WHAT IS BEING ASKED: Among the lines of the records below, copy those that hold the word "total".

DATA FOR THE TASK:
..........

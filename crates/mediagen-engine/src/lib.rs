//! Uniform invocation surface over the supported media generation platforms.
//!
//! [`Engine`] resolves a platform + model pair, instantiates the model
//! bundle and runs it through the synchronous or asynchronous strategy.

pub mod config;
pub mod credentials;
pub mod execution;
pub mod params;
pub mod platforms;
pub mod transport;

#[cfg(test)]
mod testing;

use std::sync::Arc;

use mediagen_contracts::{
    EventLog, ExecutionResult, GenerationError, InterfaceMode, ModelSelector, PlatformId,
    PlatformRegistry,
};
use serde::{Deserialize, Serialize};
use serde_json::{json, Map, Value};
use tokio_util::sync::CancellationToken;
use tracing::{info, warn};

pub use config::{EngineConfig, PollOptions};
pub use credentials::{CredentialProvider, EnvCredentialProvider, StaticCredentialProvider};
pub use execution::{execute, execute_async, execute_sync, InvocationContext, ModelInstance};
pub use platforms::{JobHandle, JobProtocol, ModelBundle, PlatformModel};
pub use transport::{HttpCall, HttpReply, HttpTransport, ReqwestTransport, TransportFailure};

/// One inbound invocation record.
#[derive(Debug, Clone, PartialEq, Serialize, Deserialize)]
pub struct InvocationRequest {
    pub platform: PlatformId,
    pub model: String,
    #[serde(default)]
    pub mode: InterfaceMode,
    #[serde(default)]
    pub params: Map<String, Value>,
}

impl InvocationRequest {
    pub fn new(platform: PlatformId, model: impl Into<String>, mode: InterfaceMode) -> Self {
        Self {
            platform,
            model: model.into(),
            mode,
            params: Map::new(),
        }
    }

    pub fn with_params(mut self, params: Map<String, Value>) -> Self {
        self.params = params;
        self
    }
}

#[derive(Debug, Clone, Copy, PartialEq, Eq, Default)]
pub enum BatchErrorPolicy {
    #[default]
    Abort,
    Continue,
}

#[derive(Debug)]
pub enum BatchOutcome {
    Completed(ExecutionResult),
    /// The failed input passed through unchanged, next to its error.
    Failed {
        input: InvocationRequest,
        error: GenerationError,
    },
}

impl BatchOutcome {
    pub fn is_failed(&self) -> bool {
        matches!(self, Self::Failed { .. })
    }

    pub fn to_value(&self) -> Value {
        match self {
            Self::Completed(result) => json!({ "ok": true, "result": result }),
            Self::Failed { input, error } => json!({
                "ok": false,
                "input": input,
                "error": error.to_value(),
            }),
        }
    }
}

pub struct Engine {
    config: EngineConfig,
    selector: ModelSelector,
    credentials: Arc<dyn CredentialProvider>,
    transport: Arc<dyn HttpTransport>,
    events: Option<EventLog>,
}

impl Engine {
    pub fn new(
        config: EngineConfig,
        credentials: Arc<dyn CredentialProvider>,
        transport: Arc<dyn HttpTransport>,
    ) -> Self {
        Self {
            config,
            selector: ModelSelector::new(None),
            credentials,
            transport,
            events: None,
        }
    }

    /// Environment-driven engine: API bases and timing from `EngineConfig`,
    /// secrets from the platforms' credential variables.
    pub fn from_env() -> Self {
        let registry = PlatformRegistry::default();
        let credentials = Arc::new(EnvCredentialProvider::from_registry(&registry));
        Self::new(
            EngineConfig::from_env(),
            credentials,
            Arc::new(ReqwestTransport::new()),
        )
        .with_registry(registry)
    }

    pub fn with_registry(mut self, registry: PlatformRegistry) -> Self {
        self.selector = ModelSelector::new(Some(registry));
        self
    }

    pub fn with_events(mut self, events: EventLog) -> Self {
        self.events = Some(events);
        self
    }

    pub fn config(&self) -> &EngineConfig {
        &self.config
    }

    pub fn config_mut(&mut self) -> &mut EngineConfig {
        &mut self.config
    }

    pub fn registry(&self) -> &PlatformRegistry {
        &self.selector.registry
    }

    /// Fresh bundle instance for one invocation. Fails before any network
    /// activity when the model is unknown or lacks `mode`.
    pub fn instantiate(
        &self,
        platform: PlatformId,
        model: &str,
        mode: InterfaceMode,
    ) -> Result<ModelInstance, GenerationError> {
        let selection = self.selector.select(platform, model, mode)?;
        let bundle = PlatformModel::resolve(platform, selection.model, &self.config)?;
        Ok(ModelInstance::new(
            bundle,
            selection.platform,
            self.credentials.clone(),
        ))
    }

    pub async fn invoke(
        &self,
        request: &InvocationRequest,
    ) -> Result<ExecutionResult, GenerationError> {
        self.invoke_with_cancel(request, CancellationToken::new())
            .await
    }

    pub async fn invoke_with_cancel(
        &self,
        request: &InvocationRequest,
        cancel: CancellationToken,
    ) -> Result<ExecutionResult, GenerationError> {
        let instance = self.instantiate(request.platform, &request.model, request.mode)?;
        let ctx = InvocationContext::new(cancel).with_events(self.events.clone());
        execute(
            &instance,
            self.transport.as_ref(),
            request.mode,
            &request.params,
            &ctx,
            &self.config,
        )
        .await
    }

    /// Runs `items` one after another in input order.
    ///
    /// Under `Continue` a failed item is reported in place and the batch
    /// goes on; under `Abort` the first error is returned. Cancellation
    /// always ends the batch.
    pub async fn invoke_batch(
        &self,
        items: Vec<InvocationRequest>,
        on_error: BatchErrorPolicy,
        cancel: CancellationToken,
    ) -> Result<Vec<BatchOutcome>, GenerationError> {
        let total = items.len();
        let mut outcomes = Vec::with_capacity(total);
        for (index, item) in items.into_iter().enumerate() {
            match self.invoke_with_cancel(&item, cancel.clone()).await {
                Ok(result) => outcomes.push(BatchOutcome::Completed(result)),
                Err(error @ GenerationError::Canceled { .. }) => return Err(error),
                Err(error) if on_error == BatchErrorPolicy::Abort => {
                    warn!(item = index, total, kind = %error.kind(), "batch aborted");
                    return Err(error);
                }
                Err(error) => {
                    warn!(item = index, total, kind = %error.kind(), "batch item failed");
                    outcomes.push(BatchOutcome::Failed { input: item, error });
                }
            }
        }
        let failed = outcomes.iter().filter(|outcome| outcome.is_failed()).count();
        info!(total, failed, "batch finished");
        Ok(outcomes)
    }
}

..........

EXERCISE RESULT:
        let total = items.len();
        let mut outcomes = Vec::with_capacity(total);
                    warn!(item = index, total, kind = %error.kind(), "batch aborted");
                    warn!(item = index, total, kind = %error.kind(), "batch item failed");
        info!(total, failed, "batch finished");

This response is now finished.